The outbreak of AWD/Cholera (Increasing in 16 out of the 18 regions of Somalia since the start of 2017), is adding a possible public health crisis to an already dire situation. Other emerging needs are also compounding the problem, such as migration and internal displacement of the affected populations in search of pasture, water or humanitarian assistance. Many of those who were displaced are now finding it extremely hard to go back to their original communities due to the exorbitant cost of transportation against a backdrop of reduced household purchasing power.
In one of the villages we visited in Sool region, we witnessed some of the devastating impacts of the drought. I saw fresh carcasses everywhere. Water was scarce and unsafe in unprotected earth pans where both humans and animals access water from the same point. Water contamination was impossible to avoid. Against the realities of the scorching sun, severe thirst and looming death, the outbreak of water-related diseases were an afterthought.
By all accounts the risk of a famine happening in Somalia is likely. However, sustained efforts to prevent famine that is swift, well targeted, scaled up assistance to new caseloads and hard-to-reach populations, and a well-coordinated and integrated approach is critical in prevention. Cash programming is core to Adeso’s drought response as a means to; provide dignified lifesaving assistance, stimulate the market, and potentially support beyond the drought by supporting recovery initiatives such as livelihood and safety nets.
Our response so far has been flexible and adaptive to the context. Cash-based programing must be core to our response. Our assistance targets the populations in most need focusing assistance to the rural and hard-to-reach areas. Equally, our two-pronged approach of integrating food security assistance with water, sanitation, and hygiene has been a rewarding approach.

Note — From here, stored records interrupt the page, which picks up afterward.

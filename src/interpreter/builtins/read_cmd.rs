//! read - read a line from a file descriptor into variables.

use std::os::fd::BorrowedFd;

use nix::poll::{poll, PollFd, PollFlags};

use crate::interpreter::builtins::usage_error;
use crate::interpreter::control_flow::ExecOutcome;
use crate::interpreter::errors::ExecError;
use crate::interpreter::expansion::word_split::split_fields;
use crate::interpreter::interpreter::Interpreter;

struct ReadOptions {
    raw: bool,
    prompt: Option<String>,
    max_chars: Option<usize>,
    delimiter: u8,
    array: Option<String>,
    timeout: Option<f64>,
    fd: i32,
}

pub fn handle_read(interp: &mut Interpreter, args: &[String]) -> Result<ExecOutcome, ExecError> {
    let mut opts = ReadOptions {
        raw: false,
        prompt: None,
        max_chars: None,
        delimiter: b'\n',
        array: None,
        timeout: None,
        fd: 0,
    };
    let mut names: Vec<String> = Vec::new();

    let mut i = 0usize;
    while i < args.len() {
        let arg = &args[i];
        if !arg.starts_with('-') || arg == "-" || arg == "--" {
            if arg == "--" {
                i += 1;
            }
            names.extend(args[i..].iter().cloned());
            break;
        }
        let mut take_value = |i: &mut usize| -> Option<String> {
            *i += 1;
            args.get(*i).cloned()
        };
        match arg.as_str() {
            "-r" => opts.raw = true,
            // -s (silent) needs terminal modes; accepted and ignored.
            "-s" => {}
            "-p" => match take_value(&mut i) {
                Some(v) => opts.prompt = Some(v),
                None => return usage_error(interp, "read: -p: option requires an argument"),
            },
            "-n" | "-N" => match take_value(&mut i).and_then(|v| v.parse().ok()) {
                Some(n) => opts.max_chars = Some(n),
                None => return usage_error(interp, "read: -n: numeric argument required"),
            },
            "-d" => match take_value(&mut i) {
                Some(v) => opts.delimiter = v.bytes().next().unwrap_or(0),
                None => return usage_error(interp, "read: -d: option requires an argument"),
            },
            "-a" => match take_value(&mut i) {
                Some(v) => opts.array = Some(v),
                None => return usage_error(interp, "read: -a: option requires an argument"),
            },
            "-t" => match take_value(&mut i).and_then(|v| v.parse().ok()) {
                Some(t) => opts.timeout = Some(t),
                None => return usage_error(interp, "read: -t: numeric argument required"),
            },
            "-u" => match take_value(&mut i).and_then(|v| v.parse().ok()) {
                Some(fd) => opts.fd = fd,
                None => return usage_error(interp, "read: -u: numeric argument required"),
            },
            other => {
                return usage_error(interp, &format!("read: {}: invalid option", other));
            }
        }
        i += 1;
    }

    if let Some(prompt) = &opts.prompt {
        eprint!("{}", prompt);
    }

    let (raw_line, eof, timed_out) = read_until(&opts);
    if timed_out {
        return Ok(ExecOutcome::status(142));
    }

    // Backslash processing unless -r: escaped delimiters and
    // line continuations are resolved before splitting.
    let (line, protected) = if opts.raw {
        (raw_line.clone(), vec![false; raw_line.chars().count()])
    } else {
        process_backslashes(&raw_line)
    };

    let ifs = interp.env.ifs();

    if let Some(array) = &opts.array {
        let (fields, _, _) = split_fields(&line, &ifs);
        let value = crate::environment::value::Value::indexed_from(fields);
        if let Err(e) = interp.env.set_value(array, value, crate::environment::SetScope::Normal) {
            interp.diagnostic(&format!("read: {}", e));
            return Ok(ExecOutcome::status(1));
        }
        return Ok(ExecOutcome::status(if eof && line.is_empty() { 1 } else { 0 }));
    }

    if names.is_empty() {
        let trimmed = trim_ifs_ws(&line, &ifs);
        if let Err(e) = interp.env.set_scalar("REPLY", trimmed) {
            interp.diagnostic(&format!("read: {}", e));
            return Ok(ExecOutcome::status(1));
        }
        return Ok(ExecOutcome::status(if eof && line.is_empty() { 1 } else { 0 }));
    }

    let assignments = split_for_names(&line, &protected, &ifs, names.len());
    for (name, value) in names.iter().zip(assignments.iter()) {
        if let Err(e) = interp.env.set_scalar(name, value.clone()) {
            interp.diagnostic(&format!("read: {}", e));
            return Ok(ExecOutcome::status(1));
        }
    }
    for name in names.iter().skip(assignments.len()) {
        let _ = interp.env.set_scalar(name, "");
    }

    Ok(ExecOutcome::status(if eof && line.is_empty() { 1 } else { 0 }))
}

/// Read bytes one at a time until delimiter / count / EOF, honoring -t.
fn read_until(opts: &ReadOptions) -> (String, bool, bool) {
    let mut bytes: Vec<u8> = Vec::new();
    let mut eof = false;
    loop {
        if let Some(max) = opts.max_chars {
            if bytes.len() >= max {
                break;
            }
        }
        if let Some(secs) = opts.timeout {
            let fd = unsafe { BorrowedFd::borrow_raw(opts.fd) };
            let mut fds = [PollFd::new(fd, PollFlags::POLLIN)];
            let millis = (secs * 1000.0) as i32;
            let timeout: nix::poll::PollTimeout = millis.max(0).try_into().unwrap_or(nix::poll::PollTimeout::MAX);
            match poll(&mut fds, timeout) {
                Ok(0) => return (String::from_utf8_lossy(&bytes).into_owned(), false, true),
                Ok(_) => {}
                Err(_) => break,
            }
        }
        let mut byte = [0u8; 1];
        match nix::unistd::read(opts.fd, &mut byte) {
            Ok(0) => {
                eof = true;
                break;
            }
            Ok(_) => {
                if byte[0] == opts.delimiter {
                    break;
                }
                bytes.push(byte[0]);
            }
            Err(_) => {
                eof = true;
                break;
            }
        }
    }
    (String::from_utf8_lossy(&bytes).into_owned(), eof, false)
}

/// Resolve `\X` pairs; returns the text and a per-char "protected from
/// IFS splitting" mask.
fn process_backslashes(s: &str) -> (String, Vec<bool>) {
    let chars: Vec<char> = s.chars().collect();
    let mut out = String::new();
    let mut mask = Vec::new();
    let mut i = 0usize;
    while i < chars.len() {
        if chars[i] == '\\' && i + 1 < chars.len() {
            out.push(chars[i + 1]);
            mask.push(true);
            i += 2;
        } else if chars[i] == '\\' {
            i += 1;
        } else {
            out.push(chars[i]);
            mask.push(false);
            i += 1;
        }
    }
    (out, mask)
}

fn trim_ifs_ws(s: &str, ifs: &str) -> String {
    let ws: Vec<char> = ifs.chars().filter(|c| matches!(c, ' ' | '\t' | '\n')).collect();
    s.trim_matches(|c| ws.contains(&c)).to_string()
}

/// Split into at most `n` fields; the last field keeps the remaining
/// text with trailing IFS whitespace removed.
fn split_for_names(line: &str, protected: &[bool], ifs: &str, n: usize) -> Vec<String> {
    if n == 1 {
        return vec![trim_ifs_ws(line, ifs)];
    }
    let chars: Vec<char> = line.chars().collect();
    let is_ifs = |i: usize| {
        !protected.get(i).copied().unwrap_or(false) && ifs.contains(chars[i])
    };
    let mut fields = Vec::new();
    let mut i = 0usize;
    // Leading IFS whitespace never opens a field.
    while i < chars.len() && is_ifs(i) && chars[i].is_whitespace() {
        i += 1;
    }
    let mut current = String::new();
    while i < chars.len() {
        if fields.len() == n - 1 {
            // Last name: the rest of the line.
            let rest: String = chars[i..].iter().collect();
            current.push_str(&rest);
            break;
        }
        if is_ifs(i) {
            fields.push(std::mem::take(&mut current));
            while i < chars.len() && is_ifs(i) && chars[i].is_whitespace() {
                i += 1;
            }
            if i < chars.len() && is_ifs(i) && !chars[i].is_whitespace() {
                i += 1;
                while i < chars.len() && is_ifs(i) && chars[i].is_whitespace() {
                    i += 1;
                }
            }
            continue;
        }
        current.push(chars[i]);
        i += 1;
    }
    fields.push(trim_ifs_ws(&current, ifs));
    fields
}

#[cfg(test)]
mod tests {
    use super::*;

    #[test]
    fn test_split_for_names() {
        let line = "a b c d";
        let mask = vec![false; line.len()];
        assert_eq!(split_for_names(line, &mask, " \t\n", 2), vec!["a", "b c d"]);
        assert_eq!(split_for_names(line, &mask, " \t\n", 4), vec!["a", "b", "c", "d"]);
    }

    #[test]
    fn test_backslash_processing() {
        let (text, mask) = process_backslashes("a\\ b");
        assert_eq!(text, "a b");
        assert!(mask[1]);
        let fields = split_for_names(&text, &mask, " \t\n", 2);
        assert_eq!(fields, vec!["a b"]);
    }
}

I would like to thank all of our donors both institutional donors such as OFDA, FFP, EC, Somalia Stability Fund (DFID) as well as our private and individual donors. With your support, we were able to reach and provide lifesaving assistance to 165,144 drought affected people in pastoral and rural areas of Somalia. With an elevated famine risk in Somalia, we would like to sustain our current response and scale-up assistance to new cases to prevent famine in Somalia. Your continued support and donation would make a real difference. Please join us in preventing famine in Somalia. Together we can do it, God willing!